● Activity
Which lines below contain the word "italic"? Copy each of them.

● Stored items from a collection
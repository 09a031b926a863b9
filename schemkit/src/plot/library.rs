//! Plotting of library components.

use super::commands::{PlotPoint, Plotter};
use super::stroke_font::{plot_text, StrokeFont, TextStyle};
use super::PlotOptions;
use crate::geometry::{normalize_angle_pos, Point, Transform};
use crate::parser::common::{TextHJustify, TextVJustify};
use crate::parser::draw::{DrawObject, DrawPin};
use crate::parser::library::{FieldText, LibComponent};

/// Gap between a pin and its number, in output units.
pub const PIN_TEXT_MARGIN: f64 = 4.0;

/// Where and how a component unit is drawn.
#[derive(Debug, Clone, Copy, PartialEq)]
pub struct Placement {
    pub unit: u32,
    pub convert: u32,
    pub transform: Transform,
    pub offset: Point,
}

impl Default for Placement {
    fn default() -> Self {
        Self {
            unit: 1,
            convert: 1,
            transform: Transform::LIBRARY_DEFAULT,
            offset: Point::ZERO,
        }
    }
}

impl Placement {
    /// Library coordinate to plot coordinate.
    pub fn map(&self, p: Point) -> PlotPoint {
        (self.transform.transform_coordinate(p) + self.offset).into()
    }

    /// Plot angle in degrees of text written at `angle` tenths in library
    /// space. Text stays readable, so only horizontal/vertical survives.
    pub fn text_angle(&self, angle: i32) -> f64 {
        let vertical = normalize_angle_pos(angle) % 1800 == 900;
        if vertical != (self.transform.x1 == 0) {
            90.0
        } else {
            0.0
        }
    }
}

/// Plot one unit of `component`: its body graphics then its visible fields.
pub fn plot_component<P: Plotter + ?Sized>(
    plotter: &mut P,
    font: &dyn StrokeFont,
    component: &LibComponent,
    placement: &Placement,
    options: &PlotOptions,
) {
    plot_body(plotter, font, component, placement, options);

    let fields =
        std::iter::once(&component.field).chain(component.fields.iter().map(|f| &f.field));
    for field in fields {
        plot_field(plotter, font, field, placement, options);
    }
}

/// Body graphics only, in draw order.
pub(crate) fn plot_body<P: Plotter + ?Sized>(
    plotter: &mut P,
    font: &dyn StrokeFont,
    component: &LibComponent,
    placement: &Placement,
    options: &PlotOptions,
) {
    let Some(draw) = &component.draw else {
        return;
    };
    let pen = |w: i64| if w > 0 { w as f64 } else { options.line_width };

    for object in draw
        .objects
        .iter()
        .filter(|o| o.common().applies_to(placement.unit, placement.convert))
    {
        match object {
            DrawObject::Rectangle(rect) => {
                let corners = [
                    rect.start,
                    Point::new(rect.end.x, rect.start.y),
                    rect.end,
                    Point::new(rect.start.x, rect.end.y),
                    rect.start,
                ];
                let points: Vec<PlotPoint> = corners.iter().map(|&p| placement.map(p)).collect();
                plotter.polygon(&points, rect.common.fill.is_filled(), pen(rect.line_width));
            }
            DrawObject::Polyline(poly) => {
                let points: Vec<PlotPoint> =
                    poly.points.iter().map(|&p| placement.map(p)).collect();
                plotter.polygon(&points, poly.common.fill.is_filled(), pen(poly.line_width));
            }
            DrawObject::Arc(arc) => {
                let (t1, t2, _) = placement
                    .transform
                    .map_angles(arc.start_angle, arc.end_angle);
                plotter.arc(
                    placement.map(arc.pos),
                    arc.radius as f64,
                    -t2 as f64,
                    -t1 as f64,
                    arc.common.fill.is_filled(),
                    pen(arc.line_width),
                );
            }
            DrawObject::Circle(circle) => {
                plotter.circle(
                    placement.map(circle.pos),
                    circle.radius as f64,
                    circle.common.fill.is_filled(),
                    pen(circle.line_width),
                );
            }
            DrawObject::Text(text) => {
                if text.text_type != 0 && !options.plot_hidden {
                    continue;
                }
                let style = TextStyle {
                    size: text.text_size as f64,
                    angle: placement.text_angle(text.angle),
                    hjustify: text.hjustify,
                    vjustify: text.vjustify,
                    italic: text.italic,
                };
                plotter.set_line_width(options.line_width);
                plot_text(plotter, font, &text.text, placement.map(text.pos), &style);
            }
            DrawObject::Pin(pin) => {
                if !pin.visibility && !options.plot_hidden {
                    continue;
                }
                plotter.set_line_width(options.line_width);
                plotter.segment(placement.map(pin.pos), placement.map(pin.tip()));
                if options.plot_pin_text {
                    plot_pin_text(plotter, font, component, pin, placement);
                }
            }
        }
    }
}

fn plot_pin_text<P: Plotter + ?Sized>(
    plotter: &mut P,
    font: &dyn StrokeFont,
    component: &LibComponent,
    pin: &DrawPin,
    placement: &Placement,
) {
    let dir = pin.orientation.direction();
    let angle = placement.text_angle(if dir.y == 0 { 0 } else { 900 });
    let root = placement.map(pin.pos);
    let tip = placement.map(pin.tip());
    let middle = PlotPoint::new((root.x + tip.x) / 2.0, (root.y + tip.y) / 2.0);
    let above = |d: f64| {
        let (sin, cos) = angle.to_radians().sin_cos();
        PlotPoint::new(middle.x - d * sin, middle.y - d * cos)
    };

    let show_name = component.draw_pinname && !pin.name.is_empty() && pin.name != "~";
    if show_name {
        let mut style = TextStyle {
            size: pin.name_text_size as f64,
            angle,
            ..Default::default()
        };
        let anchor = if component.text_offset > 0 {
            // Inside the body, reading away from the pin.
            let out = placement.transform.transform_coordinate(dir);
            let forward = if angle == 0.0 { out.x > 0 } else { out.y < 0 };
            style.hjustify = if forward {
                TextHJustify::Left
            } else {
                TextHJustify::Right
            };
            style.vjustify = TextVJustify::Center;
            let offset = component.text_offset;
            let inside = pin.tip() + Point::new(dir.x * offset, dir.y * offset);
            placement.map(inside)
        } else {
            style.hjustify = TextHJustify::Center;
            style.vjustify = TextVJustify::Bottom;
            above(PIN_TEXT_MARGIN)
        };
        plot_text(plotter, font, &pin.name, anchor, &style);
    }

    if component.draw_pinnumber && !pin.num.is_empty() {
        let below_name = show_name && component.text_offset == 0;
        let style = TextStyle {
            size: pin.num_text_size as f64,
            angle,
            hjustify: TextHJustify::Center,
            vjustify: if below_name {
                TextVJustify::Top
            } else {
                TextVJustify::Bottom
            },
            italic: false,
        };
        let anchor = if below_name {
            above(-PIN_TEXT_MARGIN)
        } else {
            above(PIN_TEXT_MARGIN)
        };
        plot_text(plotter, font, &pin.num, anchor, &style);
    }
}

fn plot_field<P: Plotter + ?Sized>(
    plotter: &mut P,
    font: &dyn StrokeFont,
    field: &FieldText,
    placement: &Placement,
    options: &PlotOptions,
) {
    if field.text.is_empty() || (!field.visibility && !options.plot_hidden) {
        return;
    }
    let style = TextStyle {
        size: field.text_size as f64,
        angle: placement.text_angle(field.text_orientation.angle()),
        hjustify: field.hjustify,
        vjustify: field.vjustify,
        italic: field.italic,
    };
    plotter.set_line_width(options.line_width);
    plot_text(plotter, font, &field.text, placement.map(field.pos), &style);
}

● Answer to this exercise
                    italic: text.italic,
            italic: false,
        italic: field.italic,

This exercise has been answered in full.